Half of Scottish homeowners expect values to fall post-Brexit – report

Half of Scottish homeowners expect the value of their homes to drop after Britain leaves the European Union, according to new research.

Aberdein Considine’s Property Monitor surveyed more than 1,000 people north of the border with only 3% believing Brexit would increase house values.

It comes as the Scottish housing market broke £18 billion in sales in 2018 – a rise of £400 million on the previous year and the best spell of growth since the financial crash in 2008.

Average prices, sales volumes and overall market values all rose in the last quarter of 2018.

Jacqueline Law, Aberdein Considine managing partner, said: “These figures demonstrate that the market has to a large degree recovered from the difficult days of the financial crash but we cannot ignore the uncertainty which Brexit presents.

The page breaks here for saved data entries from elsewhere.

use std::time::Instant;

use scan_core::pointcloud::scan::ScanMetadata;
use scan_exporter::sink::{create_sink, PointSink};
use scan_parser::{
    decoder::decode_scan,
    reader::{source_provider, ScanSource},
};
use scan_transformer::{
    builder::PointTransformBuilder,
    runner::{PointTransformer, Transformer},
    TransformBuilder,
};

use crate::{
    config::{ConfigError, RunConfig},
    error::AppError,
};

#[derive(Debug, Clone, Copy, Default, PartialEq, Eq)]
pub struct RunSummary {
    pub scans: usize,
    pub skipped_scans: usize,
    pub streamed: u64,
    pub emitted: u64,
}

/// One conversion run over a multi-scan source.
pub struct Cloud {
    config: RunConfig,
}

impl Cloud {
    pub fn new(config: RunConfig) -> Self {
        Self { config }
    }

    pub fn open_source(&self) -> Result<Box<dyn ScanSource>, AppError> {
        let provider = source_provider(&self.config.input)?;
        Ok(provider.open_source()?)
    }

    pub fn scans(&self, source: &dyn ScanSource) -> Result<Vec<ScanMetadata>, AppError> {
        (0..source.scan_count())
            .map(|index| Ok(source.scan_metadata(index)?))
            .collect()
    }

    pub fn list_scans(&self, source: &dyn ScanSource, json: bool) -> Result<(), AppError> {
        let scans = self.scans(source)?;
        if json {
            println!("{}", serde_json::to_string_pretty(&scans)?);
            return Ok(());
        }

        log::info!("Scan count: {}", scans.len());
        for scan in &scans {
            let (rows, columns) = scan.grid_shape();
            log::info!(
                "Scan[{}] {:?}: {} points, {} rows x {} columns",
                scan.index,
                scan.name,
                scan.point_count,
                rows,
                columns
            );
            log::info!(
                "    position {:?}, rotation {:?}",
                scan.pose.position,
                scan.pose.rotation
            );
            for (field, range) in &scan.fields {
                log::info!("    {} : {} / {}", field, range.min, range.max);
            }
            if !scan.validity.is_empty() {
                log::info!("    validity masks: {:?}", scan.validity);
            }
        }
        Ok(())
    }

    /// Opens the configured output and converts every selected scan into it.
    pub fn convert(&self, source: &mut dyn ScanSource) -> Result<RunSummary, AppError> {
        let (path, output) = self
            .config
            .output
            .as_ref()
            .ok_or(ConfigError::MissingOutput)?;
        let selected: Vec<ScanMetadata> = self
            .scans(source)?
            .into_iter()
            .filter(|scan| self.config.is_scan_selected(&scan.name))
            .collect();
        let sink = create_sink(path, *output, self.config.sink_settings(), &selected)?;
        self.convert_into(source, sink)
    }

    pub fn convert_into(
        &self,
        source: &mut dyn ScanSource,
        mut sink: Box<dyn PointSink>,
    ) -> Result<RunSummary, AppError> {
        let config = &self.config;
        let world_positions = config.apply_scan_pose
            && config
                .output
                .as_ref()
                .is_some_and(|(_, output)| output.needs_world_positions());
        let fields = config.components.required_fields();
        let mut summary = RunSummary::default();

        for index in 0..source.scan_count() {
            let scan = source.scan_metadata(index)?;
            if !config.is_scan_selected(&scan.name) {
                log::info!("Skipping scan[{}] {:?}", index, scan.name);
                summary.skipped_scans += 1;
                continue;
            }

            let start = Instant::now();
            let mut builder = PointTransformBuilder::new(&config.transform);
            if world_positions {
                builder = builder.with_pose(scan.pose);
            }
            let transformer = PointTransformer::new(builder.build());

            sink.begin_scan(&scan)?;
            let scan_summary = decode_scan::<AppError, _>(
                source,
                &scan,
                &fields,
                config.chunk_capacity,
                config.stride,
                |point| {
                    sink.add_point(&transformer.execute(point))?;
                    Ok(())
                },
            )?;
            sink.end_scan()?;

            log::info!(
                "Scan[{}] {:?}: {} of {} points written ({} invalid) in {:?}",
                index,
                scan.name,
                scan_summary.emitted,
                scan_summary.streamed,
                scan_summary.invalid,
                start.elapsed()
            );
            summary.scans += 1;
            summary.streamed += scan_summary.streamed;
            summary.emitted += scan_summary.emitted;
        }

        let written = sink.finish()?;
        debug_assert_eq!(written, summary.emitted);
        Ok(summary)
    }
}

#[cfg(test)]
mod tests {
    use std::{fs, path::PathBuf};

    use scan_core::pointcloud::scan::{Field, FieldRange, ValidityMask};
    use scan_exporter::{component::EncodedValue, pcf::read_pcf, ComponentError, ExportError};
    use scan_parser::reader::memory::{MemoryScan, MemorySource};

    use super::*;
    use crate::config::Profile;

    fn source() -> MemorySource {
        let north = MemoryScan::new("north")
            .with_field(Field::X, vec![1.0, 1.1, 5.0, 7.0, 9.0])
            .with_field(Field::Y, vec![2.0, 2.1, 5.0, 7.0, 9.0])
            .with_field(Field::Z, vec![3.0, 3.0, 5.0, 7.0, 9.0])
            .with_range(
                Field::Intensity,
                vec![0.5, 0.6, 0.1, 0.2, 0.3],
                FieldRange::new(0.0, 1.0),
            )
            .with_validity(ValidityMask::Cartesian, vec![0, 0, 0, 1, 0]);
        let south = MemoryScan::new("south")
            .with_field(Field::X, vec![0.0, 1.0, 2.0])
            .with_field(Field::Y, vec![0.0, 0.0, 0.0])
            .with_field(Field::Z, vec![0.0, 0.0, 0.0]);
        MemorySource::new(vec![north, south])
    }

    fn config(output: PathBuf, components: &str) -> RunConfig {
        let mut config = RunConfig::new(PathBuf::from("memory.e57"), Profile::Classic).unwrap();
        config.set_output(output).unwrap();
        config.set_components(components).unwrap();
        config
    }

    #[test]
    fn pts_count_matches_lines_after_filtering() {
        let dir = tempfile::tempdir().unwrap();
        let path = dir.path().join("cloud.pts");
        let mut config = config(path.clone(), "XYZ");
        config.set_stride(2).unwrap();
        config.ignored_scans = vec!["south".to_string()];

        let summary = Cloud::new(config).convert(&mut source()).unwrap();
        assert_eq!(summary.scans, 1);
        assert_eq!(summary.skipped_scans, 1);
        assert_eq!(summary.streamed, 5);

        let text = fs::read_to_string(&path).unwrap();
        let mut lines = text.lines();
        let count: u64 = lines.next().unwrap().parse().unwrap();
        let rest: Vec<&str> = lines.collect();
        // Points 0, 2 and 4 are selected; point 3 is invalid but still counted.
        assert_eq!(count, 3);
        assert_eq!(rest, vec!["1 2 3", "5 5 5", "9 9 9"]);
        assert_eq!(summary.emitted, count);
    }

    #[test]
    fn pcf_merges_points_per_scan() {
        let dir = tempfile::tempdir().unwrap();
        let path = dir.path().join("cloud.pcf");
        let mut config = config(path.clone(), "XYZi");
        config.set_position_encoding(16, 0.5).unwrap();
        config.selected_scans = vec!["north".to_string()];

        Cloud::new(config).convert(&mut source()).unwrap();

        let cloud = read_pcf(&mut fs::File::open(&path).unwrap()).unwrap();
        assert_eq!(cloud.axis_format, "XYZ");
        assert_eq!(cloud.scans.len(), 1);
        let scan = &cloud.scans[0];
        assert_eq!(scan.name, "north");
        assert_eq!(scan.cells.len(), 3);
        assert_eq!(
            (scan.cells[0].key.x, scan.cells[0].key.y, scan.cells[0].key.z),
            (2, 4, 6)
        );
        assert_eq!(scan.cells[0].point_count, 2);
        assert_eq!(scan.cells[0].values[3], EncodedValue::Code(140));
    }

    #[test]
    fn overflowing_scan_fails_before_writing() {
        let dir = tempfile::tempdir().unwrap();
        let path = dir.path().join("cloud.pcf");
        fs::write(&path, "previous").unwrap();
        let mut config = config(path.clone(), "XYZ");
        config.set_position_encoding(8, 0.001).unwrap();

        let result = Cloud::new(config).convert(&mut source());
        assert!(matches!(
            result,
            Err(AppError::Export(ExportError::Component(
                ComponentError::RangeOverflow { .. }
            )))
        ));
        assert_eq!(fs::read_to_string(&path).unwrap(), "previous");
    }

    #[test]
    fn ptx_header_matches_decimated_lines() {
        let dir = tempfile::tempdir().unwrap();
        let path = dir.path().join("cloud.ptx");
        let mut config = config(path.clone(), "XYZ");
        config.set_stride(2).unwrap();
        config.selected_scans = vec!["grid".to_string()];

        let values: Vec<f64> = (0..12).map(f64::from).collect();
        let grid = MemoryScan::new("grid")
            .with_field(Field::X, values.clone())
            .with_field(Field::Y, values.clone())
            .with_field(Field::Z, values)
            .with_grid(3, 4);
        let mut source = MemorySource::new(vec![grid]);

        let summary = Cloud::new(config).convert(&mut source).unwrap();
        assert_eq!(summary.emitted, 6);

        let text = fs::read_to_string(&path).unwrap();
        let lines: Vec<&str> = text.lines().collect();
        let columns: usize = lines[0].parse().unwrap();
        let rows: usize = lines[1].parse().unwrap();
        assert_eq!(columns * rows, lines.len() - 10);
        assert_eq!((columns, rows), (6, 1));
    }

    #[test]
    fn swap_applies_before_output() {
        let dir = tempfile::tempdir().unwrap();
        let path = dir.path().join("cloud.xyz");
        let mut config = config(path.clone(), "XYZ");
        config.transform.swap_xy = true;
        config.selected_scans = vec!["south".to_string()];

        Cloud::new(config).convert(&mut source()).unwrap();
        let text = fs::read_to_string(&path).unwrap();
        assert_eq!(text, "0 0 0\n0 1 0\n0 2 0\n");
    }
}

“Whatever the outcome, families and individuals still need homes to live in and properties will continue to be bought, sold and rented.

“Homeowners and businesses could definitely benefit from a clearer understanding about what the months and years ahead have in store, and hopefully the next few weeks will bring some much needed clarity.”

Uncertainty over Brexit added to a Scottish Government rise in Additional Dwelling Tax – from 3% to 4% – also meant more than half (52%) of those surveyed would be discouraged from purchasing an additional property in Scotland.

This is up from 45% in the third quarter of 2018.

Edinburgh once again remained the most expensive area in the country with average prices rising 9.3% to £272,989 compared with a 3.3% rise (to £174,290) across Scotland.

Meanwhile there were encouraging figures reported in Tayside with Dundee seeing an 8.7% rise in the number of properties sold and Angus estimating an 11% increase in average prices.